Der mit insgesamt 5000 Euro dotierte Preis geht zu gleichen Teilen an den „Ort der Verbundenheit“ sowie an das Projekt „Zwei Geschichtsreisen nach Serbien und Griechenland zur Auseinandersetzung mit der NS-Vergangenheit“ aus Wien und an das „Tagebuch der Gefühle“ aus Halle an der Saale.

Das Preisgeld in Höhe von gut 1600 Euro soll in Neuengamme zur Finanzierung weiterer Druckplatten aus Acryl genutzt werden, berichtet Uta Kühl, die sich viele Jahre in einer Arbeitsgemeinschaft für die Realisierung des Denkmals engagiert hat.

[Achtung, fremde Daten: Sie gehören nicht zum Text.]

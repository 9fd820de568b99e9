//! # API Facade
//!
//! The API layer is a **thin facade** over the command layer. It is the single entry
//! point for every valor operation, whatever the UI.
//!
//! ## Role and Responsibilities
//!
//! The API facade:
//! - **Loads** the collection from its [`DataSource`] once per call ("page load")
//! - **Dispatches** to the appropriate command function
//! - **Returns structured types** (`Result<CmdResult>`)
//!
//! The listing and detail entry points share nothing at runtime: each loads the
//! collection for itself.
//!
//! ## What the API Does NOT Do
//!
//! - **Business logic**: That belongs in `commands/*.rs`, `filter.rs` and `listing.rs`
//! - **I/O to the user**: No stdout, stderr, or terminal formatting
//!
//! ## Generic Over DataSource
//!
//! `ValorApi<S: DataSource>` works with any source:
//! - Production: `ValorApi<Source>` (file or HTTP)
//! - Testing: `ValorApi<InMemorySource>`

use crate::collection::Collection;
use crate::commands;
use crate::config::ValorConfig;
use crate::error::Result;
use crate::filter::{Category, FilterCriteria};
use crate::listing::ListingSession;
use crate::store::DataSource;

/// The main API facade for valor operations.
pub struct ValorApi<S: DataSource> {
    source: S,
    config: ValorConfig,
    paths: commands::ValorPaths,
}

impl<S: DataSource> ValorApi<S> {
    pub fn new(source: S, config: ValorConfig, paths: commands::ValorPaths) -> Self {
        Self {
            source,
            config,
            paths,
        }
    }

    /// One-shot listing with the given criteria applied.
    pub fn list(&self, criteria: &FilterCriteria) -> Result<commands::CmdResult> {
        let collection = Collection::load(&self.source)?;
        let mut session = ListingSession::ready(collection);
        apply_criteria(&mut session, criteria);
        Ok(commands::list::run(&session))
    }

    /// Detail view for one record id.
    pub fn view(&self, id: &str) -> Result<commands::CmdResult> {
        let collection = Collection::load(&self.source)?;
        commands::view::run(&collection, id, &self.config.images())
    }

    pub fn filters(&self) -> Result<commands::CmdResult> {
        let collection = Collection::load(&self.source)?;
        Ok(commands::filters::run(&collection))
    }

    /// Starts an interactive listing session. A failed load does not error here;
    /// the session comes back in its failed state for the UI to show.
    pub fn browse(&self) -> ListingSession {
        let mut session = ListingSession::new();
        session.finish_load(Collection::load(&self.source));
        session
    }

    pub fn config(
        &self,
        scope: commands::Scope,
        action: ConfigAction,
    ) -> Result<commands::CmdResult> {
        commands::config::run(&self.paths, scope, action)
    }

    pub fn source(&self) -> &S {
        &self.source
    }
}

fn apply_criteria(session: &mut ListingSession, criteria: &FilterCriteria) {
    if !criteria.search().is_empty() {
        session.set_search(criteria.search());
    }
    for category in Category::ALL {
        if let Some(value) = criteria.get(category) {
            session.set_category(category, Some(value.to_string()));
        }
    }
}

pub use crate::commands::config::ConfigAction;
pub use commands::{CmdMessage, CmdResult, MessageLevel, Scope, ValorPaths};

#[cfg(test)]
mod tests {
    use super::*;
    use crate::filter::fixtures::sample_records;
    use crate::listing::ListingStatus;
    use crate::store::memory::InMemorySource;

    fn api_with(source: InMemorySource) -> ValorApi<InMemorySource> {
        let paths = ValorPaths {
            project: None,
            global: std::env::temp_dir(),
        };
        ValorApi::new(source, ValorConfig::default(), paths)
    }

    #[test]
    fn list_applies_criteria() {
        let api = api_with(InMemorySource::new(sample_records()));
        let result = api
            .list(&FilterCriteria::new().with(Category::War, "WWII"))
            .unwrap();
        assert_eq!(result.status, Some(ListingStatus::Results));
        assert_eq!(result.listed.len(), 1);
        assert_eq!(result.listed[0].id, "1");
        assert_eq!(result.total, 2);
    }

    #[test]
    fn list_propagates_load_errors() {
        let api = api_with(InMemorySource::failing("HTTP error! status: 503"));
        let err = api.list(&FilterCriteria::new()).unwrap_err();
        assert!(err.is_load_error());
    }

    #[test]
    fn view_dispatches_to_detail() {
        let api = api_with(InMemorySource::new(sample_records()));
        let result = api.view("2").unwrap();
        assert_eq!(result.detail.unwrap().name, "Alvin York");
        assert!(api.view("99").unwrap_err().is_load_error());
    }

    #[test]
    fn filters_returns_vocabulary() {
        let api = api_with(InMemorySource::new(sample_records()));
        let vocab = api.filters().unwrap().vocabulary.unwrap();
        assert_eq!(vocab.states, vec!["NJ", "TN"]);
    }

    #[test]
    fn browse_returns_failed_session_instead_of_error() {
        let api = api_with(InMemorySource::failing("offline"));
        assert_eq!(api.browse().status(), ListingStatus::Failed);

        let api = api_with(InMemorySource::new(sample_records()));
        assert_eq!(api.browse().status(), ListingStatus::Results);
    }
}
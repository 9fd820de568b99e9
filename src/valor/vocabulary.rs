//! Distinct category values used to populate filter choices.
//!
//! A vocabulary is taken once over the full collection, right after it is
//! loaded. It never follows the filtered view: every value present in the data
//! stays selectable no matter what the current criteria are.

use crate::filter::Category;
use crate::model::Record;
use serde::Serialize;
use std::collections::BTreeSet;

#[derive(Debug, Clone, Default, PartialEq, Eq, Serialize)]
pub struct Vocabulary {
    pub wars: Vec<String>,
    pub states: Vec<String>,
    pub awards: Vec<String>,
}

impl Vocabulary {
    pub fn extract(records: &[Record]) -> Self {
        Self {
            wars: distinct(records, Category::War),
            states: distinct(records, Category::State),
            awards: distinct(records, Category::Award),
        }
    }

    pub fn values(&self, category: Category) -> &[String] {
        match category {
            Category::War => &self.wars,
            Category::State => &self.states,
            Category::Award => &self.awards,
        }
    }

    pub fn contains(&self, category: Category, value: &str) -> bool {
        self.values(category)
            .binary_search_by(|v| v.as_str().cmp(value))
            .is_ok()
    }
}

fn distinct(records: &[Record], category: Category) -> Vec<String> {
    records
        .iter()
        .map(|r| category.value_of(r))
        .filter(|v| !v.is_empty())
        .collect::<BTreeSet<_>>()
        .into_iter()
        .map(str::to_string)
        .collect()
}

Spurensuche in der KZ-Gedenkstätte Neuengamme

Ihre Tochter gab dafür einst den Anstoß: Halina konnte ihren 1983 verstorbenen Großvater nicht mehr kennenlernen. Trotzdem entwickelte das Mädchen im Alter von elf Jahren ein großes Interesse am furchtbaren Kapitel in der Geschichte ihres Heimatlandes. Da ahnte Halina nicht einmal, dass ihr eigener Großvater Opfer der Nationalsozialisten geworden war. Diese Tatsache steigerte das Interesse der Enkelin noch mehr. Sie ging auf Spurensuche in der KZ-Gedenkstätte Neuengamme.

Doch an dem Ort, wo ihr Großvater einst das Lager mitaufbauen musste, dabei durch den heftigen Schlag eines KZ-Wächters auf die Hand einen Teil des rechten Zeigefingers verlor, war kein Hinweis auf seine Inhaftierung zu finden. „Das hat sie damals sehr enttäuscht“, sagt ihre Mutter.

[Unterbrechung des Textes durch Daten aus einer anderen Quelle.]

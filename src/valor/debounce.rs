//! # Debouncing
//!
//! Search input arrives as bursts of events. Recomputing the view for each one is
//! wasted work, so a [`Debouncer`] holds the latest value until the input has been
//! quiet for a full window and then releases it exactly once.
//!
//! The debouncer never reads a clock. Callers pass `now` in, which keeps it usable
//! from any event loop and lets tests drive time by hand:
//!
//! ```
//! use std::time::{Duration, Instant};
//! use valor::debounce::Debouncer;
//!
//! let start = Instant::now();
//! let mut search = Debouncer::new(Duration::from_millis(300));
//! search.input("sol".to_string(), start);
//! search.input("soldiers".to_string(), start + Duration::from_millis(50));
//!
//! assert_eq!(search.poll(start + Duration::from_millis(200)), None);
//! assert_eq!(
//!     search.poll(start + Duration::from_millis(350)),
//!     Some("soldiers".to_string())
//! );
//! assert_eq!(search.poll(start + Duration::from_millis(900)), None);
//! ```

use std::time::{Duration, Instant};

pub const DEFAULT_WINDOW: Duration = Duration::from_millis(300);

#[derive(Debug, Clone)]
pub struct Debouncer<T> {
    window: Duration,
    pending: Option<Pending<T>>,
}

#[derive(Debug, Clone)]
struct Pending<T> {
    value: T,
    deadline: Instant,
}

impl<T> Debouncer<T> {
    pub fn new(window: Duration) -> Self {
        Self {
            window,
            pending: None,
        }
    }

    /// Records a new input. Any pending value is replaced and its trigger
    /// rescheduled to one full window after `now`.
    pub fn input(&mut self, value: T, now: Instant) {
        self.pending = Some(Pending {
            value,
            deadline: now + self.window,
        });
    }

    /// Releases the pending value if its window has elapsed.
    pub fn poll(&mut self, now: Instant) -> Option<T> {
        match &self.pending {
            Some(p) if now >= p.deadline => self.pending.take().map(|p| p.value),
            _ => None,
        }
    }

    /// When the pending value is due, if there is one.
    pub fn deadline(&self) -> Option<Instant> {
        self.pending.as_ref().map(|p| p.deadline)
    }

    /// Time left until the pending value is due; zero if it is already due.
    pub fn time_left(&self, now: Instant) -> Option<Duration> {
        self.deadline()
            .map(|deadline| deadline.saturating_duration_since(now))
    }

    pub fn is_pending(&self) -> bool {
        self.pending.is_some()
    }

    /// Releases the pending value regardless of its deadline.
    pub fn flush(&mut self) -> Option<T> {
        self.pending.take().map(|p| p.value)
    }

    pub fn cancel(&mut self) {
        self.pending = None;
    }
}

impl<T> Default for Debouncer<T> {
    fn default() -> Self {
        Self::new(DEFAULT_WINDOW)
    }
}

#[cfg(test)]
mod tests {
    use super::*;

    fn ms(n: u64) -> Duration {
        Duration::from_millis(n)
    }

    #[test]
    fn burst_of_keystrokes_fires_once_with_final_text() {
        let start = Instant::now();
        let mut debouncer = Debouncer::default();
        let mut fired = Vec::new();

        // "s", "so", "sol", "sold", "soldi" typed 50ms apart, polling every 10ms.
        let typed = ["s", "so", "sol", "sold", "soldi"];
        let mut clock = 0;
        while clock <= 1000 {
            if clock % 50 == 0 && (clock / 50) < typed.len() as u64 {
                debouncer.input(typed[(clock / 50) as usize].to_string(), start + ms(clock));
            }
            if let Some(value) = debouncer.poll(start + ms(clock)) {
                fired.push((clock, value));
            }
            clock += 10;
        }

        // Last keystroke at 200ms, so the one recomputation lands at 500ms.
        assert_eq!(fired, vec![(500, "soldi".to_string())]);
    }

    #[test]
    fn does_not_fire_before_window() {
        let start = Instant::now();
        let mut debouncer = Debouncer::new(ms(300));
        debouncer.input(1, start);
        assert_eq!(debouncer.poll(start + ms(299)), None);
        assert!(debouncer.is_pending());
        assert_eq!(debouncer.poll(start + ms(300)), Some(1));
        assert!(!debouncer.is_pending());
    }

    #[test]
    fn each_input_reschedules_the_trigger() {
        let start = Instant::now();
        let mut debouncer = Debouncer::new(ms(300));
        debouncer.input("a", start);
        assert_eq!(debouncer.deadline(), Some(start + ms(300)));
        debouncer.input("ab", start + ms(250));
        assert_eq!(debouncer.deadline(), Some(start + ms(550)));
        assert_eq!(debouncer.poll(start + ms(400)), None);
        assert_eq!(debouncer.poll(start + ms(550)), Some("ab"));
    }

    #[test]
    fn time_left_saturates_at_zero() {
        let start = Instant::now();
        let mut debouncer = Debouncer::new(ms(300));
        assert_eq!(debouncer.time_left(start), None);
        debouncer.input((), start);
        assert_eq!(debouncer.time_left(start + ms(100)), Some(ms(200)));
        assert_eq!(debouncer.time_left(start + ms(900)), Some(Duration::ZERO));
    }

    #[test]
    fn flush_and_cancel() {
        let start = Instant::now();
        let mut debouncer = Debouncer::new(ms(300));
        debouncer.input("x", start);
        assert_eq!(debouncer.flush(), Some("x"));
        assert_eq!(debouncer.flush(), None);

        debouncer.input("y", start);
        debouncer.cancel();
        assert_eq!(debouncer.poll(start + ms(1000)), None);
    }
}
use super::{parse_records, DataSource};
use crate::error::{Result, ValorError};
use crate::model::Record;
use std::fs;
use std::path::{Path, PathBuf};
use tracing::debug;

/// Reads the collection from a JSON file.
#[derive(Debug, Clone)]
pub struct FileSource {
    path: PathBuf,
}

impl FileSource {
    pub fn new(path: impl Into<PathBuf>) -> Self {
        Self { path: path.into() }
    }

    pub fn path(&self) -> &Path {
        &self.path
    }
}

impl DataSource for FileSource {
    fn fetch(&self) -> Result<Vec<Record>> {
        let location = self.location();
        debug!(path = %location, "reading record file");
        let body = fs::read_to_string(&self.path).map_err(|e| ValorError::load(&location, e))?;
        parse_records(&location, &body)
    }

    fn location(&self) -> String {
        self.path.display().to_string()
    }
}

#[cfg(test)]
mod tests {
    use super::*;
    use tempfile::tempdir;

    #[test]
    fn reads_records_from_file() {
        let dir = tempdir().unwrap();
        let path = dir.path().join("heroes.json");
        fs::write(
            &path,
            r#"[{"id": 1, "name": "John Basilone", "war": "WWII", "state": "NJ"}]"#,
        )
        .unwrap();

        let records = FileSource::new(&path).fetch().unwrap();
        assert_eq!(records.len(), 1);
        assert_eq!(records[0].name, "John Basilone");
        assert_eq!(records[0].id, "1");
    }

    #[test]
    fn missing_file_is_a_load_error() {
        let dir = tempdir().unwrap();
        let err = FileSource::new(dir.path().join("nope.json"))
            .fetch()
            .unwrap_err();
        assert!(err.is_load_error());
        assert!(err.to_string().contains("nope.json"));
    }

    #[test]
    fn malformed_file_is_a_load_error() {
        let dir = tempdir().unwrap();
        let path = dir.path().join("broken.json");
        fs::write(&path, "[{\"id\": 1,").unwrap();

        let err = FileSource::new(&path).fetch().unwrap_err();
        assert!(matches!(err, ValorError::Load { .. }));
    }

    #[test]
    fn empty_array_is_a_valid_collection() {
        let dir = tempdir().unwrap();
        let path = dir.path().join("empty.json");
        fs::write(&path, "[]").unwrap();

        assert!(FileSource::new(&path).fetch().unwrap().is_empty());
    }
}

Ihre Geschichten wären sonst einfach vergessen worden

Doch damit wollte sich Halina nicht abfinden. Sie war der Meinung, dass zu jedem Menschen, der in Neuengamme inhaftiert war, auch etwas zu seiner Geschichte zu finden sein müsste. „Das hat mich sehr berührt, denn ich habe gespürt, dass auch ich diese Sehnsucht hatte“, sagt Uta Kühl.

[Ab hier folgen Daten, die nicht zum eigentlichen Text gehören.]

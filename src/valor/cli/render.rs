//! # Rendering Module
//!
//! Turns `CmdResult`s and listing sessions into terminal text through the templates
//! in `templates/` and the named styles in `styles.rs`.
//!
//! ## Design Philosophy
//!
//! Layout calculations (card width, wrapping, column count, padding) stay in Rust
//! because they need Unicode-aware width handling. Templates handle presentation:
//! - Style selection by name
//! - Row/section separators
//! - Optional hint lines

use super::styles::{names, VALOR_THEME};
use super::surface::{Region, Surface};
use super::templates::{
    CARD_GRID_TEMPLATE, CONFIG_TEMPLATE, COUNT_TEMPLATE, DETAIL_TEMPLATE, MESSAGES_TEMPLATE,
    PANEL_TEMPLATE, VOCABULARY_TEMPLATE,
};
use super::theme::{colors_supported, render_with_color};
use console::Term;
use serde::Serialize;
use unicode_width::{UnicodeWidthChar, UnicodeWidthStr};
use valor::api::{CmdMessage, CmdResult, MessageLevel};
use valor::config::ValorConfig;
use valor::detail::DetailView;
use valor::error::ValorError;
use valor::filter::Category;
use valor::images::ImageResolver;
use valor::listing::ListingStatus;
use valor::model::Record;
use valor::vocabulary::Vocabulary;

pub const CARD_WIDTH: usize = 36;
pub const GUTTER: &str = "   ";
pub const MAX_COLUMNS: usize = 3;
pub const DEFAULT_WIDTH: usize = 100;
pub const STORY_LINES: usize = 4;
pub const DETAIL_WIDTH: usize = 76;
const LABEL_WIDTH: usize = 18;

#[derive(Debug, Clone, Copy)]
pub struct RenderOptions {
    pub use_color: bool,
    pub width: usize,
}

impl RenderOptions {
    /// Colour and width as the attached terminal reports them.
    pub fn detect() -> Self {
        let width = Term::stdout()
            .size_checked()
            .map(|(_, cols)| cols as usize)
            .unwrap_or(DEFAULT_WIDTH);
        Self {
            use_color: colors_supported(),
            width,
        }
    }

    pub fn plain(width: usize) -> Self {
        Self {
            use_color: false,
            width,
        }
    }
}

#[derive(Serialize)]
struct Cell {
    text: String,
    pad: String,
    style: &'static str,
}

#[derive(Serialize)]
struct GridRow {
    lines: Vec<Vec<Cell>>,
}

#[derive(Serialize)]
struct GridData {
    rows: Vec<GridRow>,
    gutter: &'static str,
}

#[derive(Serialize)]
struct PanelData {
    headline: String,
    style: &'static str,
    hint: Option<String>,
}

#[derive(Serialize)]
struct CountData {
    summary: String,
}

#[derive(Serialize)]
struct Slot {
    label: String,
    pad: String,
    value: String,
}

#[derive(Serialize)]
struct Section {
    heading: &'static str,
    slots: Vec<Slot>,
}

#[derive(Serialize)]
struct DetailData {
    title: String,
    name: String,
    rank_line: String,
    award: String,
    image: String,
    sections: Vec<Section>,
    biography: Vec<String>,
}

#[derive(Serialize)]
struct VocabularyGroup {
    heading: &'static str,
    values: Vec<String>,
}

#[derive(Serialize)]
struct VocabularyData {
    groups: Vec<VocabularyGroup>,
}

#[derive(Serialize)]
struct MessageData {
    content: String,
    style: &'static str,
}

#[derive(Serialize)]
struct MessagesData {
    messages: Vec<MessageData>,
}

#[derive(Serialize)]
struct ConfigEntry {
    key: String,
    pad: String,
    value: String,
}

#[derive(Serialize)]
struct ConfigData {
    entries: Vec<ConfigEntry>,
}

/// Number of card columns that fit in `width`.
pub fn columns_for(width: usize) -> usize {
    let per_card = CARD_WIDTH + GUTTER.width();
    ((width + GUTTER.width()) / per_card).clamp(1, MAX_COLUMNS)
}

pub fn count_summary(shown: usize, total: usize) -> String {
    let noun = if total == 1 { "record" } else { "records" };
    format!("Showing {} of {} {}", shown, total, noun)
}

/// Fills a listing page from a listing result.
///
/// Exactly one of the grid, no-results and error regions ends up filled. The count
/// is written only if the page has a count region and the collection loaded.
pub fn render_listing<S: Surface>(
    surface: &mut S,
    result: &CmdResult,
    images: &ImageResolver,
    opts: RenderOptions,
) {
    let warnings: Vec<CmdMessage> = result
        .messages
        .iter()
        .filter(|m| matches!(m.level, MessageLevel::Warning))
        .cloned()
        .collect();
    if warnings.is_empty() {
        surface.clear(Region::Messages);
    } else {
        surface.write(Region::Messages, render_messages(&warnings, opts));
    }

    match result.status {
        Some(ListingStatus::Failed) => {
            let reason = result
                .messages
                .iter()
                .find(|m| matches!(m.level, MessageLevel::Error))
                .map(|m| m.content.clone())
                .unwrap_or_else(|| "Failed to load records.".to_string());
            surface.show_state(
                Region::Error,
                panel(
                    &format!("✖ Error: {}", reason),
                    names::ERROR,
                    Some("Please try again later.".to_string()),
                    opts,
                ),
            );
            surface.clear(Region::Count);
            return;
        }
        Some(ListingStatus::Loading) | None => {
            surface.show_state(Region::Loading, panel("Loading records…", names::MUTED, None, opts));
            surface.clear(Region::Count);
            return;
        }
        Some(ListingStatus::NoResults) => {
            let hint = result
                .messages
                .iter()
                .find(|m| matches!(m.level, MessageLevel::Info))
                .map(|m| m.content.clone());
            surface.show_state(
                Region::NoResults,
                panel("No records found.", names::WARNING, hint, opts),
            );
        }
        Some(ListingStatus::Results) => {
            surface.show_state(Region::Grid, render_cards(&result.listed, images, opts));
        }
    }

    if surface.has_region(Region::Count) {
        surface.write(
            Region::Count,
            render_template(
                COUNT_TEMPLATE,
                &CountData {
                    summary: count_summary(result.listed.len(), result.total),
                },
                opts,
            ),
        );
    }
}

/// Loading indicator for a listing or detail page.
pub fn render_loading<S: Surface>(surface: &mut S, location: &str, opts: RenderOptions) {
    surface.show_state(
        Region::Loading,
        panel(&format!("Loading records from {}…", location), names::MUTED, None, opts),
    );
}

pub fn render_cards(records: &[Record], images: &ImageResolver, opts: RenderOptions) -> String {
    let columns = columns_for(opts.width);
    let rows = records
        .chunks(columns)
        .map(|chunk| {
            let cards: Vec<Vec<(String, &'static str)>> =
                chunk.iter().map(|r| card_lines(r, images)).collect();
            let height = cards.iter().map(Vec::len).max().unwrap_or(0);
            let lines = (0..height)
                .map(|i| {
                    cards
                        .iter()
                        .map(|card| {
                            let (text, style) = card
                                .get(i)
                                .cloned()
                                .unwrap_or_else(|| (String::new(), names::FIELD));
                            let pad = " ".repeat(CARD_WIDTH.saturating_sub(text.width()));
                            Cell { text, pad, style }
                        })
                        .collect::<Vec<Cell>>()
                })
                .collect::<Vec<_>>();
            GridRow { lines }
        })
        .collect();

    render_template(
        CARD_GRID_TEMPLATE,
        &GridData {
            rows,
            gutter: GUTTER,
        },
        opts,
    )
}

fn card_lines(record: &Record, images: &ImageResolver) -> Vec<(String, &'static str)> {
    let w = CARD_WIDTH;
    let mut lines = vec![
        (truncate_to_width(&record.name, w), names::CARD_TITLE),
        (truncate_to_width(&record.year, w), names::MUTED),
        (truncate_to_width(&format!("State: {}", record.state), w), names::FIELD),
        (truncate_to_width(&format!("War: {}", record.war), w), names::FIELD),
        (truncate_to_width(&format!("Regiment: {}", record.regiment), w), names::FIELD),
        (truncate_to_width(&format!("★ {}", record.award), w), names::AWARD),
        (String::new(), names::FIELD),
    ];

    let mut story = wrap_to_width(&record.short_story, w);
    if story.len() > STORY_LINES {
        story.truncate(STORY_LINES);
        if let Some(last) = story.last_mut() {
            *last = truncate_to_width(&format!("{}…", last), w);
        }
    }
    lines.extend(story.into_iter().map(|l| (l, names::STORY)));

    lines.push((String::new(), names::FIELD));
    lines.push((truncate_to_width(&images.resolve(record), w), names::MUTED));
    lines.push((truncate_to_width(&format!("→ valor view {}", record.id), w), names::LINK));
    lines.push(("─".repeat(w), names::RULE));
    lines
}

pub fn render_detail(detail: &DetailView, opts: RenderOptions) -> String {
    let slot = |label: &str, value: &str| Slot {
        label: label.to_string(),
        pad: " ".repeat(LABEL_WIDTH.saturating_sub(label.width())),
        value: value.to_string(),
    };

    let data = DetailData {
        title: detail.title.clone(),
        name: detail.name.clone(),
        rank_line: detail.rank_line.clone(),
        award: format!("★ {}", detail.award),
        image: detail.image.clone(),
        sections: vec![
            Section {
                heading: "Personal Details",
                slots: vec![
                    slot("Born", &detail.born),
                    slot("Died", &detail.died),
                    slot("Age", &detail.age),
                    slot("Hometown", &detail.hometown),
                    slot("State", &detail.state),
                    slot("Regiment", &detail.regiment),
                ],
            },
            Section {
                heading: "Service",
                slots: vec![
                    slot("War", &detail.war),
                    slot("Battle location", &detail.battle_location),
                    slot("Year", &detail.year),
                ],
            },
            Section {
                heading: "Additional Information",
                slots: vec![
                    slot("Family", &detail.family),
                    slot("Education", &detail.education),
                    slot("Motto", &detail.motto),
                ],
            },
        ],
        biography: wrap_to_width(&detail.biography, DETAIL_WIDTH.min(opts.width.max(20))),
    };

    render_template(DETAIL_TEMPLATE, &data, opts)
}

pub fn render_vocabulary(vocabulary: &Vocabulary, opts: RenderOptions) -> String {
    let data = VocabularyData {
        groups: Category::ALL
            .into_iter()
            .map(|category| VocabularyGroup {
                heading: match category {
                    Category::War => "Wars",
                    Category::State => "States",
                    Category::Award => "Awards",
                },
                values: vocabulary.values(category).to_vec(),
            })
            .collect(),
    };
    render_template(VOCABULARY_TEMPLATE, &data, opts)
}

pub fn render_config(config: &ValorConfig, opts: RenderOptions) -> String {
    let entries = config.entries();
    let key_width = entries.iter().map(|(k, _)| k.width()).max().unwrap_or(0);
    let data = ConfigData {
        entries: entries
            .into_iter()
            .map(|(key, value)| ConfigEntry {
                pad: " ".repeat(key_width.saturating_sub(key.width())),
                key,
                value,
            })
            .collect(),
    };
    render_template(CONFIG_TEMPLATE, &data, opts)
}

/// Renders command messages using the template system with themed styles.
pub fn render_messages(messages: &[CmdMessage], opts: RenderOptions) -> String {
    if messages.is_empty() {
        return String::new();
    }

    let data = MessagesData {
        messages: messages
            .iter()
            .map(|msg| MessageData {
                content: msg.content.clone(),
                style: match msg.level {
                    MessageLevel::Info => names::INFO,
                    MessageLevel::Success => names::SUCCESS,
                    MessageLevel::Warning => names::WARNING,
                    MessageLevel::Error => names::ERROR,
                },
            })
            .collect(),
    };

    render_with_color(MESSAGES_TEMPLATE, &data, &VALOR_THEME, opts.use_color).unwrap_or_else(|_| {
        messages
            .iter()
            .map(|m| format!("{}\n", m.content))
            .collect()
    })
}

/// The error panel, styled for stderr.
pub fn render_error(err: &ValorError) -> String {
    let opts = RenderOptions {
        use_color: Term::stderr().features().colors_supported(),
        width: DEFAULT_WIDTH,
    };
    render_error_with(err, opts)
}

pub fn render_error_with(err: &ValorError, opts: RenderOptions) -> String {
    let hint = match err {
        ValorError::RecordNotFound(_) => Some("Use `valor list` to find a record id.".to_string()),
        ValorError::Load { .. } => Some("Please try again later.".to_string()),
        _ => None,
    };
    let mut out = panel(&format!("✖ Error: {}", err), names::ERROR, hint, opts);
    if !out.ends_with('\n') {
        out.push('\n');
    }
    out
}

fn panel(headline: &str, style: &'static str, hint: Option<String>, opts: RenderOptions) -> String {
    render_template(
        PANEL_TEMPLATE,
        &PanelData {
            headline: headline.to_string(),
            style,
            hint,
        },
        opts,
    )
}

fn render_template<T: Serialize>(template: &str, data: &T, opts: RenderOptions) -> String {
    render_with_color(template, data, &VALOR_THEME, opts.use_color)
        .unwrap_or_else(|e| format!("Render error: {}\n", e))
}

pub fn truncate_to_width(s: &str, max_width: usize) -> String {
    if s.width() <= max_width {
        return s.to_string();
    }

    let mut result = String::new();
    let mut current_width = 0;
    let limit = max_width.saturating_sub(1);

    for c in s.chars() {
        let char_width = c.width().unwrap_or(0);
        if current_width + char_width > limit {
            break;
        }
        result.push(c);
        current_width += char_width;
    }
    result.push('…');
    result
}

/// Greedy word wrap by display width. Words wider than a line are truncated.
pub fn wrap_to_width(s: &str, max_width: usize) -> Vec<String> {
    let mut lines = Vec::new();
    let mut current = String::new();

    for word in s.split_whitespace() {
        let word = truncate_to_width(word, max_width);
        if current.is_empty() {
            current = word;
        } else if current.width() + 1 + word.width() <= max_width {
            current.push(' ');
            current.push_str(&word);
        } else {
            lines.push(std::mem::take(&mut current));
            current = word;
        }
    }
    if !current.is_empty() {
        lines.push(current);
    }
    lines
}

Also trug sie 2015 den Wunsch ihrer Tochter in der Gedenkstätte vor – der dann fünf Jahre später als „Ort der Verbundenheit“ Realität wurde. Ein tolles Gefühl, wie Uta Kühl berichtet. Schließlich wären sonst die Menschen und ihre Geschichten irgendwann einfach vergessen worden. „Und das hätten sie nicht verdient.“

Uta Kühl freut sich auf größere Beteiligung nach Corona

Zahlreiche Angehörige aus den Niederlanden, Dänemark, Frankreich und Deutschland haben bereits am „Ort der Verbundenheit“ mitgewirkt. Uta Kühl freut sich auf den Moment, an dem die Corona-Lage eine noch größere Beteiligung möglich macht. Sie wünscht sich vor allem, noch mehr Beiträge aus Osteuropa zu erhalten.

Lebensläufe gibt es noch jede Menge: Insgesamt waren mehr als 100.000 Menschen in Neuengamme und seinen Außenlagern interniert. Die Leitung der Gedenkstätte geht von bis zu 50.000 Todesopfern aus.